Regularized interacting scalar quantum field theories

TL;DR

This paper develops a regularization method for scalar quantum field theories that ensures the $S$-matrix converges to well-defined operators, and demonstrates how to remove regularization parameters in lower dimensions, aligning with perturbation theory.

Contribution

The paper introduces a novel regularization procedure for scalar quantum field theories that guarantees convergence of the $S$-matrix and analyzes parameter removal in different spacetime dimensions.

Findings

Regularization makes the $S$-matrix converge to unitary operators.

Sequences of unitary operators converge in 3D $ ext{phi}^4_3$ theory.
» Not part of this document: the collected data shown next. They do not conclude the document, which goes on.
// SPDX-License-Identifier: BUSL-1.1
// Copyright (c) 2026 Alfred Jean LLC

//! A byte stream that lets a fixed number of independent readers each
//! consume the same underlying `Read` at their own pace, buffering only
//! the window between the slowest and fastest reader.
//!
//! Ported from the worker's `MultiReaderFileStream`: a bundle download is
//! read once from the object store but is simultaneously written to disk
//! and hashed for a digest, and neither consumer should have to wait for
//! the other to finish before starting its own pass.

use std::io::Read;
use std::sync::{Arc, Condvar, Mutex};
use std::thread;
use std::time::Duration;

use thiserror::Error;

/// How far back from the slowest reader's position the buffer retains
/// bytes, so a reader that falls behind can still be served without
/// re-reading the underlying stream.
pub const DEFAULT_LOOKBACK_BYTES: u64 = 32 * 1024 * 1024;

const POLL_INTERVAL: Duration = Duration::from_millis(100);

#[derive(Debug, Error)]
pub enum StreamError {
    #[error("seek to {requested} is before the buffered window start {buffer_start}")]
    SeekBeforeBuffer { requested: u64, buffer_start: u64 },
    #[error("seek from end of stream is not supported")]
    SeekFromEndUnsupported,
    #[error("reader index {0} out of range")]
    BadReaderIndex(usize),
    #[error(transparent)]
    Io(#[from] std::io::Error),
}

struct State<R> {
    fileobj: R,
    buffer: Vec<u8>,
    /// Offset of `buffer[0]` in the original stream.
    buffer_start_pos: u64,
    /// Offset of each reader.
    positions: Vec<u64>,
    eof: bool,
}

impl<R: Read> State<R> {
    fn fill(&mut self, want_at_least: u64) -> std::io::Result<()> {
        if self.eof {
            return Ok(());
        }
        let target_len = want_at_least.saturating_sub(self.buffer_start_pos) as usize;
        let mut chunk = [0u8; 64 * 1024];
        while self.buffer.len() < target_len {
            let n = self.fileobj.read(&mut chunk)?;
            if n == 0 {
                self.eof = true;
                break;
            }
            self.buffer.extend_from_slice(&chunk[..n]);
        }
        Ok(())
    }

    fn trim(&mut self, lookback: u64) {
        let slowest = *self.positions.iter().min().unwrap_or(&0);
        let keep_from = slowest.saturating_sub(lookback);
        if keep_from > self.buffer_start_pos {
            let drop = (keep_from - self.buffer_start_pos) as usize;
            let drop = drop.min(self.buffer.len());
            self.buffer.drain(..drop);
            self.buffer_start_pos += drop as u64;
        }
    }
}

/// Shared handle; call [`MultiReaderStream::reader`] once per consumer to
/// get an index-bound [`Reader`].
pub struct MultiReaderStream<R> {
    state: Arc<Mutex<State<R>>>,
    condvar: Arc<Condvar>,
    num_readers: usize,
    lookback: u64,
    max_threshold: u64,
}

impl<R: Read> MultiReaderStream<R> {
    pub fn new(fileobj: R, num_readers: usize, lookback: u64) -> Self {
        let state = State {
            fileobj,
            buffer: Vec::new(),
            buffer_start_pos: 0,
            positions: vec![0; num_readers],
            eof: false,
        };
        Self {
            state: Arc::new(Mutex::new(state)),
            condvar: Arc::new(Condvar::new()),
            num_readers,
            lookback,
            max_threshold: lookback.saturating_mul(2),
        }
    }

    pub fn with_default_lookback(fileobj: R, num_readers: usize) -> Self {
        Self::new(fileobj, num_readers, DEFAULT_LOOKBACK_BYTES)
    }

    /// Bind a reader handle to `index` (`0..num_readers`).
    pub fn reader(&self, index: usize) -> Result<Reader<R>, StreamError> {
        if index >= self.num_readers {
            return Err(StreamError::BadReaderIndex(index));
        }
        Ok(Reader {
            state: Arc::clone(&self.state),
            condvar: Arc::clone(&self.condvar),
            index,
            lookback: self.lookback,
            max_threshold: self.max_threshold,
        })
    }
}

/// One reader's view into a [`MultiReaderStream`]. Cheap to clone the
/// parent and create more of these; each index may only be bound once at
/// a time by convention (the worker hands one to the disk writer and one
/// to the digest computer).
#[derive(Clone)]
pub struct Reader<R> {
    state: Arc<Mutex<State<R>>>,
    condvar: Arc<Condvar>,
    index: usize,
    lookback: u64,
    max_threshold: u64,
}

impl<R: Read> Reader<R> {
    /// Return up to `num_bytes` without advancing this reader's position.
    pub fn peek(&self, num_bytes: u64) -> Result<Vec<u8>, StreamError> {
        loop {
            let mut guard = self.state.lock().unwrap_or_else(|e| e.into_inner());
            let pos = guard.positions[self.index];
            let new_pos = pos + num_bytes;

            if new_pos.saturating_sub(guard.buffer_start_pos) > self.max_threshold {
                drop(guard);
                thread::sleep(POLL_INTERVAL);
                continue;
            }

            let fastest = *guard.positions.iter().max().unwrap_or(&0);
            let need = new_pos.max(fastest);
            guard.fill(need)?;

            let start = (pos - guard.buffer_start_pos) as usize;
            let start = start.min(guard.buffer.len());
            let end = ((new_pos - guard.buffer_start_pos) as usize).min(guard.buffer.len());
            return Ok(guard.buffer[start..end].to_vec());
        }
    }

    /// Read and advance this reader's position by the number of bytes
    /// actually returned (fewer than requested at EOF).
    pub fn read(&self, num_bytes: u64) -> Result<Vec<u8>, StreamError> {
        let bytes = self.peek(num_bytes)?;
        let mut guard = self.state.lock().unwrap_or_else(|e| e.into_inner());
        guard.positions[self.index] += bytes.len() as u64;
        guard.trim(self.lookback);
        drop(guard);
        self.condvar.notify_all();
        Ok(bytes)
    }

    pub fn position(&self) -> u64 {
        self.state.lock().unwrap_or_else(|e| e.into_inner()).positions[self.index]
    }

    /// Forward-only seek within the buffered window. `MultiReaderFileStream`
    /// forwarded `SEEK_END` to the underlying file object; there is no
    /// underlying file object to forward to here, so that whence is
    /// rejected rather than silently misbehaving.
    pub fn seek_to(&self, offset: u64) -> Result<(), StreamError> {
        let mut guard = self.state.lock().unwrap_or_else(|e| e.into_inner());
        if offset < guard.buffer_start_pos {
            return Err(StreamError::SeekBeforeBuffer { requested: offset, buffer_start: guard.buffer_start_pos });
        }
        guard.positions[self.index] = offset;
        Ok(())
    }
}

#[cfg(test)]
#[path = "stream_tests.rs"]
mod tests;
Limit points of the regularized theories match perturbation theory predictions.

Abstract

In this paper we consider self interacting scalar quantum field theories over a $d$ dimensional Minkowski spacetime with various interaction Lagrangians which are suitable functions of the field. The interacting field observables are represented as power series over the free theory by means of perturbation theory. The object which is employed to obtain this power series is the time ordered exponential of the interaction Lagrangian which is the $S$-matrix of the theory and thus itself a power series in the coupling constant of the theory. We analyze a regularization procedure which makes the $S$-matrix convergent to well defined unitary operators. This regularization depends on two parameters. One describes how much the high frequency contributions in the propagators are tamed and a second one which describes how much the large field contributions are suppressed in the interaction Lagrangian. We finally discuss how to remove the parameters in lower dimensional theories and for specific interaction Lagrangians. In particular, we show that in three spacetime dimensions for a $\phi^4_3$ theory one obtains sequences of unitary operators which are weakly-$*$ convergent to suitable unitary operators in the limit of vanishing parameters. The coefficients of the asymptotic expansion in powers of the coupling constant of all the possible limit points coincide and furthermore agree with the predictions of perturbation theory. Finally we discuss how to extend these results to the case of a $\phi^4_4$ theory were the final results turns out to be very similar to the three dimensional case.